[12:50 pm] Nov. 5th ‘2017 - Behind
I feel like I’m always lagging behind. Not just with family, friends, peers.. But with myself. I’ve set up these goals that seem just so minor, just so reachable, yet I can’t even touch those said goals. I’m always falling behind. One day its procrastination, the other day it’s my studying speed, the next its my family coming in and distracting me, and then it’s just me. Me being not being able to absorb anymore. Me not being able to work at a suitable pace. Me. Behind. As always.
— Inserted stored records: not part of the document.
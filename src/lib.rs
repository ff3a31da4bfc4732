//! This crate is a tweet sentiment classifier built on a maximum-entropy model.
//!
//! Pipeline: raw text -> `normalize` -> `Vocabulary` / `FeatureVector`
//! -> `Trainer` -> `Model` (-> `store`) -> `classify`.

pub mod analysis;
pub mod classifier;
pub mod corpus;
pub mod error;
pub mod feature;
pub mod maxent;
pub mod store;
pub mod utils;

/// Error type and result alias
/// Every fallible operation returns `tweet_maxent::Result<T>`.
/// - `InsufficientTrainingData`: training without samples
/// - `CorruptModel`: a serialized model that cannot be rebuilt
/// - `InvalidParameter`: a negative or non-finite training rate
/// - `Io`: failures from stopword, corpus or model sources, passed through
pub use error::{Error, Result};

/// Stop Words
/// Lowercase stop token set, loaded from a word list (one token per line).
/// Blank lines are ignored and duplicates collapse.
pub use analysis::StopWords;

/// Text Normalizer
/// Splits text on Unicode word boundaries, lowercases, and drops stop tokens.
/// `normalize_to_line` gives the same tokens joined by spaces.
pub use analysis::{normalize, normalize_to_line};

/// Token Frequency
/// Occurrence counter in first-seen order, the base data for the
/// vocabulary frequency cutoff.
pub use feature::TokenFrequency;

/// Feature extraction
/// - `Vocabulary`: tokens kept after the cutoff, each with a stable index
/// - `FeatureVector`: sparse activation of vocabulary entries in a document
/// - `FeatureMode`: binary presence (default) or occurrence counts
pub use feature::{FeatureMode, FeatureVector, Vocabulary, DEFAULT_CUTOFF};

/// Maximum-Entropy model and trainer
/// `Trainer` runs a fixed number of batch passes and returns an immutable
/// `Model`. Categories are opaque labels discovered from the training data;
/// `Sentiment` is a typed view of the "0"/"1" tweet labels.
pub use maxent::{train, Category, Model, Sentiment, Trainer, TrainingParams, WeightMatrix, DEFAULT_ITERATIONS};

/// Classifier
/// `classify` takes the model explicitly and returns the arg-max category
/// together with the full probability distribution.
/// `Classifier` bundles an `Arc<Model>` with its stopword set for repeated
/// and batch use.
pub use classifier::{classify, Classification, Classifier, Distribution, Evaluation};

/// Labeled corpus document, parsed from `<label>\t<text>` lines
pub use corpus::LabeledDocument;
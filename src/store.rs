//! Model persistence.
//!
//! A model is written as a single CBOR map:
//!
//! | field          | content                                  |
//! |----------------|------------------------------------------|
//! | `magic`        | `"tweet-maxent"`                         |
//! | `version`      | layout version, currently `1`            |
//! | `feature_mode` | `"Presence"` or `"Count"`                |
//! | `vocabulary`   | tokens in index order                    |
//! | `categories`   | labels in model order                    |
//! | `weights`      | row-major `[categories x vocabulary]`    |
//! | `bias`         | one value per category                   |
//!
//! Floats are stored losslessly, so a reloaded model classifies exactly
//! like the one that was saved.

use std::collections::HashSet;
use std::fs::File;
use std::io::{BufReader, BufWriter, Read, Write};
use std::path::Path;

use log::info;
use serde::{Deserialize, Serialize};

use crate::error::{Error, Result};
use crate::feature::{FeatureMode, Vocabulary};
use crate::maxent::{Category, Model, WeightMatrix};

pub const MAGIC: &str = "tweet-maxent";
pub const FORMAT_VERSION: u32 = 1;

#[derive(Serialize, Deserialize)]
struct ModelFile {
    magic: String,
    version: u32,
    feature_mode: FeatureMode,
    vocabulary: Vec<String>,
    categories: Vec<Category>,
    weights: Vec<f64>,
    bias: Vec<f64>,
}

impl ModelFile {
    fn from_model(model: &Model) -> Self {
        Self {
            magic: MAGIC.to_string(),
            version: FORMAT_VERSION,
            feature_mode: model.feature_mode(),
            vocabulary: model.vocabulary().iter().map(String::from).collect(),
            categories: model.categories().to_vec(),
            weights: model.weights().as_slice().to_vec(),
            bias: model.bias().to_vec(),
        }
    }

    fn into_model(self) -> Result<Model> {
        if self.magic != MAGIC {
            return Err(Error::corrupt_model(format!("unrecognized magic {:?}", self.magic)));
        }
        if self.version != FORMAT_VERSION {
            return Err(Error::corrupt_model(format!("unsupported format version {}", self.version)));
        }

        let mut seen = HashSet::with_capacity(self.vocabulary.len());
        for token in &self.vocabulary {
            if !seen.insert(token.as_str()) {
                return Err(Error::corrupt_model(format!("duplicate vocabulary token {:?}", token)));
            }
        }

        let rows = self.categories.len();
        let cols = self.vocabulary.len();
        let weights_len = self.weights.len();
        let weights = WeightMatrix::from_row_major(rows, cols, self.weights).ok_or_else(|| {
            Error::corrupt_model(format!(
                "{} weights do not fit {} categories x {} tokens",
                weights_len, rows, cols
            ))
        })?;

        Model::from_parts(
            Vocabulary::from_tokens(&self.vocabulary),
            self.categories,
            weights,
            self.bias,
            self.feature_mode,
        )
    }
}

/// Serialize `model` into `writer`.
/// Writer failures surface as `Error::Io` with their original kind.
pub fn save<W: Write>(model: &Model, mut writer: W) -> Result<()> {
    let file = ModelFile::from_model(model);
    let buf = serde_cbor::to_vec(&file).map_err(|e| Error::Encode(e.to_string()))?;
    writer.write_all(&buf)?;
    writer.flush()?;
    info!(
        "saved model: {} categories x {} tokens",
        model.categories().len(),
        model.vocabulary().len()
    );
    Ok(())
}

/// Deserialize a model from `reader`.
///
/// # Errors
/// - `Error::CorruptModel` for undecodable bytes, unknown magic/version
///   or inconsistent dimensions
/// - `Error::Io` when reading fails
pub fn load<R: Read>(mut reader: R) -> Result<Model> {
    let mut buf = Vec::new();
    reader.read_to_end(&mut buf)?;
    let file: ModelFile = serde_cbor::from_slice(&buf).map_err(|e| Error::corrupt_model(e.to_string()))?;
    let model = file.into_model()?;
    info!(
        "loaded model: {} categories x {} tokens",
        model.categories().len(),
        model.vocabulary().len()
    );
    Ok(model)
}

pub fn save_to_path<P: AsRef<Path>>(model: &Model, path: P) -> Result<()> {
    let file = File::create(path)?;
    save(model, BufWriter::new(file))
}

pub fn load_from_path<P: AsRef<Path>>(path: P) -> Result<Model> {
    let file = File::open(path)?;
    load(BufReader::new(file))
}

/// Serialize into an owned buffer
pub fn to_bytes(model: &Model) -> Result<Vec<u8>> {
    let mut buf = Vec::new();
    save(model, &mut buf)?;
    Ok(buf)
}

pub fn from_bytes(bytes: &[u8]) -> Result<Model> {
    load(bytes)
}
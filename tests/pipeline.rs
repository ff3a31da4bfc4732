use std::io::Cursor;
use std::sync::Arc;
use std::thread;

use tweet_maxent::corpus::read_labeled;
use tweet_maxent::{
    classify, store, Category, Classifier, Error, LabeledDocument, Sentiment, StopWords, Trainer,
    TrainingParams,
};

const REVIEWS: &str = "\
1\tI love this phone, great battery
1\tgreat screen and I love the camera
1\tlove it, great value
0\tterrible battery, I hate it
0\thate the screen, terrible support
0\tterrible value, hate this phone
";

fn review_stopwords() -> StopWords {
    StopWords::from_reader(Cursor::new("i\nthis\nit\nthe\nand\n")).unwrap()
}

fn review_model() -> tweet_maxent::Model {
    let docs = read_labeled(Cursor::new(REVIEWS)).unwrap();
    Trainer::default()
        .train_documents(&docs, &review_stopwords())
        .unwrap()
}

fn scenario() -> (tweet_maxent::Model, StopWords) {
    let docs = vec![
        LabeledDocument::new("1", "great wonderful day"),
        LabeledDocument::new("0", "terrible awful day"),
    ];
    let stopwords = StopWords::from_lines(["day"]);
    let params = TrainingParams::default().with_cutoff(1).with_iterations(30);
    let model = Trainer::new(params).train_documents(&docs, &stopwords).unwrap();
    (model, stopwords)
}

#[test]
fn scenario_vocabulary_and_categories() {
    let (model, _) = scenario();
    let tokens: Vec<&str> = model.vocabulary().iter().collect();
    assert_eq!(tokens, vec!["great", "wonderful", "terrible", "awful"]);
    assert_eq!(model.categories(), &[Category::from("1"), Category::from("0")]);
}

#[test]
fn scenario_reference_documents_fall_back_to_bias() {
    let (model, stopwords) = scenario();
    let baseline = classify(&model, "", &stopwords);

    for doc in ["Have a nice day!", "To everybody's surprise the critics hated it!"] {
        let result = classify(&model, doc, &stopwords);
        assert_eq!(result.distribution, baseline.distribution);
        for (_, p) in result.distribution.iter() {
            assert!((p - 0.5).abs() < 1e-9);
        }
    }
}

#[test]
fn scenario_overlapping_documents_split_by_polarity() {
    let (model, stopwords) = scenario();
    let positive = classify(&model, "What a great day!", &stopwords);
    let negative = classify(&model, "Such an awful day.", &stopwords);

    assert_eq!(positive.category, Category::from("1"));
    assert_eq!(negative.category, Category::from("0"));
    assert_ne!(positive.category, negative.category);
    assert!(positive.confidence() > 0.5);
    assert!(negative.confidence() > 0.5);
}

#[test]
fn empty_document_is_not_an_error() {
    let model = review_model();
    let result = classify(&model, "", &review_stopwords());
    assert_eq!(result.distribution.len(), 2);
    let total: f64 = result.distribution.iter().map(|(_, p)| p).sum();
    assert!((total - 1.0).abs() < 1e-6);
}

#[test]
fn cutoff_two_drops_singletons() {
    let model = review_model();
    assert!(model.vocabulary().contains("love"));
    assert!(model.vocabulary().contains("phone"));
    assert!(!model.vocabulary().contains("camera"));
    assert!(!model.vocabulary().contains("support"));
    assert!(!model.vocabulary().contains("the"));
}

#[test]
fn trained_model_fits_and_generalizes() {
    let model = review_model();
    let classifier = Classifier::new(Arc::new(model), review_stopwords());

    let docs = read_labeled(Cursor::new(REVIEWS)).unwrap();
    let eval = classifier.evaluate(&docs);
    assert_eq!(eval.total, 6);
    assert_eq!(eval.correct, 6);

    assert_eq!(classifier.predict_sentiment("Great phone!"), Some(Sentiment::Positive));
    assert_eq!(classifier.predict_sentiment("I hate this"), Some(Sentiment::Negative));
}

#[test]
fn saved_model_classifies_identically() {
    let model = review_model();
    let stopwords = review_stopwords();
    let dir = tempfile::tempdir().unwrap();
    let path = dir.path().join("maxEntropyModel");

    store::save_to_path(&model, &path).unwrap();
    let reloaded = store::load_from_path(&path).unwrap();
    assert_eq!(reloaded, model);

    for doc in [
        "love the battery",
        "terrible screen",
        "",
        "nothing in the vocabulary",
        "great value but I hate the phone",
    ] {
        let a = classify(&model, doc, &stopwords);
        let b = classify(&reloaded, doc, &stopwords);
        assert_eq!(a.category, b.category);
        for ((_, pa), (_, pb)) in a.distribution.iter().zip(b.distribution.iter()) {
            assert!((pa - pb).abs() < 1e-12);
        }
    }
}

#[test]
fn missing_model_file_is_io_error() {
    let dir = tempfile::tempdir().unwrap();
    let err = store::load_from_path(dir.path().join("absent")).unwrap_err();
    assert!(matches!(err, Error::Io(_)));
}

#[test]
fn truncated_model_file_is_rejected() {
    let model = review_model();
    let bytes = store::to_bytes(&model).unwrap();
    let err = store::from_bytes(&bytes[..bytes.len() / 2]).unwrap_err();
    assert!(matches!(err, Error::CorruptModel(_)));
}

#[test]
fn training_is_reproducible() {
    assert_eq!(review_model(), review_model());
}

#[test]
fn model_is_shared_across_threads() {
    let classifier = Classifier::new(Arc::new(review_model()), review_stopwords());
    let expected = classifier.classify("love it").category;

    let handles: Vec<_> = (0..4)
        .map(|_| {
            let classifier = classifier.clone();
            thread::spawn(move || classifier.classify("love it").category)
        })
        .collect();
    for handle in handles {
        assert_eq!(handle.join().unwrap(), expected);
    }

    let batch = classifier.classify_batch(&["love it", "hate it", ""]);
    assert_eq!(batch.len(), 3);
    assert_eq!(batch[0].category, expected);
}

#[test]
fn no_documents_no_model() {
    let err = Trainer::default().train_documents(&[], &StopWords::new()).unwrap_err();
    assert!(matches!(err, Error::InsufficientTrainingData(_)));
}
I was in a beginner’s class for another language a while back, and I was so motivated. So excited. I was a the top of my class for at least the first two months. Then I started getting behind. The rest of the class flew through the materials while I was still lingering. Life got rough but my motivation still stayed there and I fought my way through the class.. Then one week it happened. I had practiced and studied and practiced and studied all week for the next class. “You should really review the materials on your own throughout the week so that we can move on to the next lessons.” The teacher said to me as I struggled with my pronunciation, trembling because I knew that everyone else had already gotten this down. I shattered. Shut down. All motivation lost. It’s not what the teacher had said. It was the fact that I had worked so hard all those days. Hour after hour. Working. Studying. And I was still behind. I was always behind. After that, days leading up to class were filled with anxiety and tears. Lots and lots of tears. I couldn’t help it. I tried my best, and in the end I wasn’t enough.
Shortly after that I stopped trying. I stopped going to the classes, and then I officially quit. I gave some story, that was partially the truth. Whatever needed to be done to get out of those classes. Those reminders of how behind I always am and always will be.
Today was a reminder of the fact that I’m always behind. I’ve been working so hard and the progress is still little to none.
“Are you sure you’ll be able to do that?”
“Doesn’t look like you’ve done anything.”
All things I heard today. Out of context, it sounds harsh. In context, it doesn’t sound much better, but it’s true. Yes I’m still on that. No, I’m not sure I’ll be able to do that. And I know that it doesn’t look like I’ve done anything. I know. I know I know I know.
But in the end, I won’t be good enough. I’ll never be good enough.
But that’s okay. Because I’m still trying. And that’s what matters.. Right?